***** Provided data

use serde::{Deserialize, Serialize};

/// Confidence thresholds used by the validity check and OCR estimate
pub mod thresholds {
    /// At or below this keyword density the text is not treated as medical.
    pub const VALID: f32 = 0.10;

    /// Below this: likely not a medical document. Ask the user to verify.
    pub const LOW: f32 = 0.30;

    /// Floor for an OCR response with almost no detected text.
    pub const OCR_MIN: f32 = 0.10;

    /// Ceiling for an OCR response with plenty of detected text.
    pub const OCR_MAX: f32 = 0.95;
}

/// Vocabulary whose presence suggests a medical document. Lowercase.
const MEDICAL_KEYWORDS: &[&str] = &[
    "patient",
    "doctor",
    "test",
    "result",
    "blood",
    "glucose",
    "hemoglobin",
    "cholesterol",
    "pressure",
    "medication",
    "prescription",
    "diagnosis",
    "laboratory",
    "clinic",
    "hospital",
    "mg/dl",
    "mmol/l",
    "normal",
    "abnormal",
];

pub const SUGGEST_NOT_MEDICAL: &str =
    "This may not be a medical document. Please verify the image quality.";
pub const SUGGEST_PATIENT_NAME: &str = "Patient name may be missing or unclear.";
pub const SUGGEST_DATE: &str = "Date information may be missing.";

#[derive(Debug, Clone, PartialEq, Serialize, Deserialize)]
#[serde(rename_all = "camelCase")]
pub struct TextValidation {
    pub is_valid: bool,
    /// Share of the medical vocabulary found in the text, 0.0..=1.0.
    pub confidence: f32,
    pub suggestions: Vec<String>,
}

/// Score how much the whole text looks like a medical document.
/// Independent of the field extractors; works on raw OCR output.
pub fn validate_medical_text(text: &str) -> TextValidation {
    let lower = text.to_lowercase();
    let found = MEDICAL_KEYWORDS
        .iter()
        .filter(|k| lower.contains(*k))
        .count();
    let confidence = found as f32 / MEDICAL_KEYWORDS.len() as f32;

    let mut suggestions = Vec::new();
    if confidence < thresholds::LOW {
        suggestions.push(SUGGEST_NOT_MEDICAL.to_string());
    }
    if !lower.contains("patient") && !lower.contains("name") {
        suggestions.push(SUGGEST_PATIENT_NAME.to_string());
    }
    if !lower.contains("date") {
        suggestions.push(SUGGEST_DATE.to_string());
    }

    TextValidation {
        is_valid: confidence > thresholds::VALID,
        confidence,
        suggestions,
    }
}

/// Estimate OCR confidence from the number of text annotations a vision
/// provider returned (the first annotation is the full text and is not
/// counted). Linear between 5 and 50 detected elements.
pub fn confidence_from_annotation_count(annotations: usize) -> f32 {
    if annotations == 0 {
        return 0.0;
    }
    let detected = annotations - 1;
    if detected > 50 {
        return thresholds::OCR_MAX;
    }
    if detected < 5 {
        return thresholds::OCR_MIN;
    }
    thresholds::OCR_MIN
        + ((detected - 5) as f32 / 45.0) * (thresholds::OCR_MAX - thresholds::OCR_MIN)
}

**********

§ Work instruction
Nothing outside this range should appear: the lines from the start of the listing through the line with "pub const SUGGEST_NOT_MEDICAL: &str", each reproduced exactly, both ends included.

§ Expected answer
use serde::{Deserialize, Serialize};

/// Confidence thresholds used by the validity check and OCR estimate
pub mod thresholds {
    /// At or below this keyword density the text is not treated as medical.
    pub const VALID: f32 = 0.10;

    /// Below this: likely not a medical document. Ask the user to verify.
    pub const LOW: f32 = 0.30;

    /// Floor for an OCR response with almost no detected text.
    pub const OCR_MIN: f32 = 0.10;

    /// Ceiling for an OCR response with plenty of detected text.
    pub const OCR_MAX: f32 = 0.95;
}

/// Vocabulary whose presence suggests a medical document. Lowercase.
const MEDICAL_KEYWORDS: &[&str] = &[
    "patient",
    "doctor",
    "test",
    "result",
    "blood",
    "glucose",
    "hemoglobin",
    "cholesterol",
    "pressure",
    "medication",
    "prescription",
    "diagnosis",
    "laboratory",
    "clinic",
    "hospital",
    "mg/dl",
    "mmol/l",
    "normal",
    "abnormal",
];

pub const SUGGEST_NOT_MEDICAL: &str =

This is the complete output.